[llvm] [MachineOutliner] Leaf Descendants (PR #90275)
Kyungwoo Lee via llvm-commits
llvm-commits at lists.llvm.org
Fri Jun 7 16:24:34 PDT 2024
================
@@ -105,6 +114,68 @@ void SuffixTree::setSuffixIndices() {
}
}
+void SuffixTree::setLeafNodes() {
+ // A stack that keeps track of nodes to visit for post-order DFS traversal.
+ std::stack<SuffixTreeNode *> ToVisit;
+ ToVisit.push(Root);
+
+ // This keeps track of the index of the next leaf node to be added to
+ // the LeafNodes vector of the suffix tree.
+ unsigned LeafCounter = 0;
+
+ // This keeps track of nodes whose children have been added to the stack
+ // during the post-order depth-first traversal of the tree.
+ llvm::SmallPtrSet<SuffixTreeInternalNode *, 32> ChildrenAddedToStack;
+
+ // Traverse the tree in post-order.
+ while (!ToVisit.empty()) {
+ SuffixTreeNode *CurrNode = ToVisit.top();
+ ToVisit.pop();
+ if (auto *CurrInternalNode = dyn_cast<SuffixTreeInternalNode>(CurrNode)) {
+ // The current node is an internal node.

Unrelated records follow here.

//! Subject extraction and YouTube link selection.

/// Extracts the Twitch username from a page path.
///
/// Only a single path segment of `[A-Za-z0-9_]+` counts as a channel page
/// (`/somestreamer`); directory pages, video paths and settings paths are
/// ignored. The result is lowercased to match the server's subject key.
pub fn extract_subject(path: &str) -> Option<String> {
    let segment = path.strip_prefix('/')?;
    if segment.is_empty()
        || !segment
            .chars()
            .all(|c| c.is_ascii_alphanumeric() || c == '_')
    {
        return None;
    }
    Some(segment.to_lowercase())
}

/// Picks the most likely matching YouTube link:
/// 1. a link whose path contains `/<subject>` verbatim,
/// 2. a link containing the subject anywhere,
/// 3. the first link found.
pub fn pick_best_link<'a>(links: &'a [String], subject: &str) -> Option<&'a str> {
    let needle = subject.to_lowercase();
    let path_needle = format!("/{}", needle);

    if let Some(exact) = links
        .iter()
        .find(|l| l.to_lowercase().contains(&path_needle))
    {
        return Some(exact);
    }
    if let Some(partial) = links.iter().find(|l| l.to_lowercase().contains(&needle)) {
        return Some(partial);
    }
    links.first().map(String::as_str)
}

/// Strips query and fragment before the link goes to the lookup service.
pub fn normalize_link(link: &str) -> String {
    match url::Url::parse(link) {
        Ok(mut parsed) => {
            parsed.set_query(None);
            parsed.set_fragment(None);
            parsed.to_string()
        }
        // Not parseable as a URL: fall back to cutting at the delimiters.
        Err(_) => link
            .split(['?', '#'])
            .next()
            .unwrap_or_default()
            .to_string(),
    }
}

+ if (ChildrenAddedToStack.find(CurrInternalNode) !=
+ ChildrenAddedToStack.end()) {
+ // If the children of the current node has been added to the stack,
+ // then this is the second time we visit this node and at this point,
+ // all of its children have already been processed. Now, we can
+ // set its LeftLeafIdx and RightLeafIdx;
+ auto it = CurrInternalNode->Children.begin();
+ if (it != CurrInternalNode->Children.end()) {
+ // Get the first child to use its RightLeafIdx. The RightLeafIdx is
+ // used as the first child is the initial one added to the stack, so
+ // it's the last one to be processed. This implies that the leaf
+ // descendants of the first child are assigned the largest index
+ // numbers.
----------------
kyulee-com wrote:
Yeah. Using `MapVector` is an option, but it will be expensive for a large suffix tree. Given `setLeafNodes()` is the last step after the suffix tree is frozen while this step is read-only, I think it's okay. However, it's still clunky to iterate `Children` once for the first visit (below the `else` part) and again here in the second visit.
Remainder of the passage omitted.